START RECORDS FOR THE TASK
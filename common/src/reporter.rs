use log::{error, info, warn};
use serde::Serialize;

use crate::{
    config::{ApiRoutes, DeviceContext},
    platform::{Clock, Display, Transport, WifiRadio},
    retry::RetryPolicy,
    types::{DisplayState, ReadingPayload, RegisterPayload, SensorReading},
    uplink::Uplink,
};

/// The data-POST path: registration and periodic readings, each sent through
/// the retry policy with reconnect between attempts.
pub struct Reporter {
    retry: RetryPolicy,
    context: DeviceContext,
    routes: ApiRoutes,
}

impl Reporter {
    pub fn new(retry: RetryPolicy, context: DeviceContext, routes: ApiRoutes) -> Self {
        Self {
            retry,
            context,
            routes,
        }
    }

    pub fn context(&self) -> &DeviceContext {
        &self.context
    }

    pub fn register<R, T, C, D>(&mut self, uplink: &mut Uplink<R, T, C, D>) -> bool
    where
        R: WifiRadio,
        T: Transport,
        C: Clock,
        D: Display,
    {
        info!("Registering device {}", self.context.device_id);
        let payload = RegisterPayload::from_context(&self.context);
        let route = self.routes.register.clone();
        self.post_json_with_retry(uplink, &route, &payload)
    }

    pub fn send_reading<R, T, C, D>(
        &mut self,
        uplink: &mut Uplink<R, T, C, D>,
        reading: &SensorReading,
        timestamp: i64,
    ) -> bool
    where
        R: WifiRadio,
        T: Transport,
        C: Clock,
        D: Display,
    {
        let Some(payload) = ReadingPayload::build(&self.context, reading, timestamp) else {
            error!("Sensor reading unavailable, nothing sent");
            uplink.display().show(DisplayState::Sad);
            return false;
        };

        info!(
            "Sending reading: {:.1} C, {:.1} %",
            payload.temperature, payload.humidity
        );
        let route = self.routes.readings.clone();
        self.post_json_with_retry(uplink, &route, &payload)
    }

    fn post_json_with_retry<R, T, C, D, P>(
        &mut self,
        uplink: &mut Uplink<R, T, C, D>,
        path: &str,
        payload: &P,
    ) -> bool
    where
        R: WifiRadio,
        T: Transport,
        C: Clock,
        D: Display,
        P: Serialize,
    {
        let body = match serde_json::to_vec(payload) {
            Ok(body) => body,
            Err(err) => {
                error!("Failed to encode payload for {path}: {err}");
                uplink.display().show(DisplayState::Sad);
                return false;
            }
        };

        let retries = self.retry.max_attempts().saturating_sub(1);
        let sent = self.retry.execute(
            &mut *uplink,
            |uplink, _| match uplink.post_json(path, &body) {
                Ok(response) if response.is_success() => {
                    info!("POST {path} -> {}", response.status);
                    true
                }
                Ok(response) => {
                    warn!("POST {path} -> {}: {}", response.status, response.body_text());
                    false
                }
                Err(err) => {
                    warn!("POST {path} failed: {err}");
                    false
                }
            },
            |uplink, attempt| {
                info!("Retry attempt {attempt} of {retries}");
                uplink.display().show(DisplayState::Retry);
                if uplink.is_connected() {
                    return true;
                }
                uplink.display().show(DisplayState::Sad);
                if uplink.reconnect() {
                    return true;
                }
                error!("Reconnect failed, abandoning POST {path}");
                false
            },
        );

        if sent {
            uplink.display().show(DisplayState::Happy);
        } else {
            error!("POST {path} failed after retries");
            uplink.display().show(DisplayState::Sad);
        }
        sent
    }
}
END RECORDS FOR THE TASK
START RECORDS FOR THE TASK
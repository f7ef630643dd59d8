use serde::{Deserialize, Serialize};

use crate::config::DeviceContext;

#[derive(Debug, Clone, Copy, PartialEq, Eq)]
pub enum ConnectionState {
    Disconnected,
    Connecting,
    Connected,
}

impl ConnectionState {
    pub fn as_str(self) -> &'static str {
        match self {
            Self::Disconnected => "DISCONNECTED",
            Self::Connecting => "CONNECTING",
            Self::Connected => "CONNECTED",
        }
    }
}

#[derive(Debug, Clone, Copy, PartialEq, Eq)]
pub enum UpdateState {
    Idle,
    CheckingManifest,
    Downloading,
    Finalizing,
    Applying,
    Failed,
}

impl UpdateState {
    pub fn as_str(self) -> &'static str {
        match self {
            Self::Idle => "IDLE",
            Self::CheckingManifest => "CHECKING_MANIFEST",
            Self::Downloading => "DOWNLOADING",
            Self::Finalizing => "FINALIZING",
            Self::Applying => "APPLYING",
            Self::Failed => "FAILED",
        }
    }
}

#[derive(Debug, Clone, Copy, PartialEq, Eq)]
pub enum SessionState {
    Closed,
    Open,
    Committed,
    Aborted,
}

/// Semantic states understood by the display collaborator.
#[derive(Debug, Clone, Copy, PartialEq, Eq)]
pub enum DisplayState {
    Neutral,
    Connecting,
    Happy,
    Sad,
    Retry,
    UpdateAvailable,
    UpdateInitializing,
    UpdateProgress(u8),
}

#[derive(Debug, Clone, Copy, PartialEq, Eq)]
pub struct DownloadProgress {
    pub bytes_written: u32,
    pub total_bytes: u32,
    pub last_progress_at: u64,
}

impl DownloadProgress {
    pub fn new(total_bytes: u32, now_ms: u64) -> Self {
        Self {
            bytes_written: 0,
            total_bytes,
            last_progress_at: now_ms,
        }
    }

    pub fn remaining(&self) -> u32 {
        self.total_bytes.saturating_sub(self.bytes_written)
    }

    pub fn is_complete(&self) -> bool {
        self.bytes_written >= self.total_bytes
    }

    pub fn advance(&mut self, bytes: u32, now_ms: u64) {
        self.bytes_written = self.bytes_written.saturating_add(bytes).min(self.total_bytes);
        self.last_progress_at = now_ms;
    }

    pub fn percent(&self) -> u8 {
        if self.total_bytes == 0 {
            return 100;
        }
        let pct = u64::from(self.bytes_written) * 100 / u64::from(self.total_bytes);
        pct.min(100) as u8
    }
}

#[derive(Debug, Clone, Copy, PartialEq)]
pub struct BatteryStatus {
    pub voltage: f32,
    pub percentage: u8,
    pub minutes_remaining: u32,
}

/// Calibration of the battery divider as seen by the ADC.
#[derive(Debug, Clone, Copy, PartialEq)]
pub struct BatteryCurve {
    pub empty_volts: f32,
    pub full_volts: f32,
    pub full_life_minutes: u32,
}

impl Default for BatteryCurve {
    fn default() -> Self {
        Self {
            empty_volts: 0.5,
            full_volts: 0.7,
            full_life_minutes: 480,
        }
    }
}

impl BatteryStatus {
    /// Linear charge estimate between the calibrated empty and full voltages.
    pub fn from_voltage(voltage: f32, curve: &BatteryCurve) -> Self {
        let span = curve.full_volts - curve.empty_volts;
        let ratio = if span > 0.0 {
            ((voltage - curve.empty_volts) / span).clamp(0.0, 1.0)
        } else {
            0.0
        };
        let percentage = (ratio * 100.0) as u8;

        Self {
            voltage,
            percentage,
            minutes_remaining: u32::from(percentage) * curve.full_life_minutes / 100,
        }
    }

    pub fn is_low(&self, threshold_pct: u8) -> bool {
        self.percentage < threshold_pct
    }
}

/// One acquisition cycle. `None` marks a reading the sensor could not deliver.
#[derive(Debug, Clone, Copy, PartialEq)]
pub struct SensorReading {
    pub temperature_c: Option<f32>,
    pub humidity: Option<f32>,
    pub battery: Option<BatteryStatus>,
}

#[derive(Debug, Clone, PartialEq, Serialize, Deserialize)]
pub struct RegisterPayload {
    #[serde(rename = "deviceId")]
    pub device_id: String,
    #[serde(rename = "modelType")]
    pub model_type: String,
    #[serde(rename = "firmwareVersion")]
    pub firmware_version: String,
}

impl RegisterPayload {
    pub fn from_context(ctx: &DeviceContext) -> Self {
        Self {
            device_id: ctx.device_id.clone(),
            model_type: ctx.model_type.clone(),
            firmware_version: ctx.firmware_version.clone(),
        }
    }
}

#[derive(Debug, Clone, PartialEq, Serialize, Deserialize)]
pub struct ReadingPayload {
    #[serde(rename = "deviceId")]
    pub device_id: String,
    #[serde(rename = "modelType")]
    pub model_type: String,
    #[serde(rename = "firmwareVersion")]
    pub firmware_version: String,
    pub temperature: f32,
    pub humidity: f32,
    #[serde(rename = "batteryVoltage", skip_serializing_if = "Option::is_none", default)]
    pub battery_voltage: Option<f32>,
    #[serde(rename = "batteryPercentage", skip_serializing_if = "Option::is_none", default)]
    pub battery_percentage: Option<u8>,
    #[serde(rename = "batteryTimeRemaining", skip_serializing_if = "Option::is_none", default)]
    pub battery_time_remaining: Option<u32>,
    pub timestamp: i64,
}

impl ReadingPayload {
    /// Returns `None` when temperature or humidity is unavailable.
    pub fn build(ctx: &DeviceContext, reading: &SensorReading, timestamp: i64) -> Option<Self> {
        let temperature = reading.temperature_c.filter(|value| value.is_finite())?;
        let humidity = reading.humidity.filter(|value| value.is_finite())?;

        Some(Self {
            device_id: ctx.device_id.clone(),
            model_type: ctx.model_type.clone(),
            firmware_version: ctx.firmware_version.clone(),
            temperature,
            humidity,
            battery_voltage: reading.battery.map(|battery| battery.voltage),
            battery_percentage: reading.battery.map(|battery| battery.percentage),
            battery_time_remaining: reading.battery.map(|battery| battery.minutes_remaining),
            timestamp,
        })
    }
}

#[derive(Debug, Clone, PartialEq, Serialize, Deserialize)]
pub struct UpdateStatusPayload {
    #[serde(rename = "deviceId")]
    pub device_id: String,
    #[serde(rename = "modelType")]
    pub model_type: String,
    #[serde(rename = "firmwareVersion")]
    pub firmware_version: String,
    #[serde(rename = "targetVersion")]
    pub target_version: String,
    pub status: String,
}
END RECORDS FOR THE TASK
§ WORK TASK
In the records above, how many lines include "unavailable"? Reply only with the number.

§ RESULT OF THE TASK
2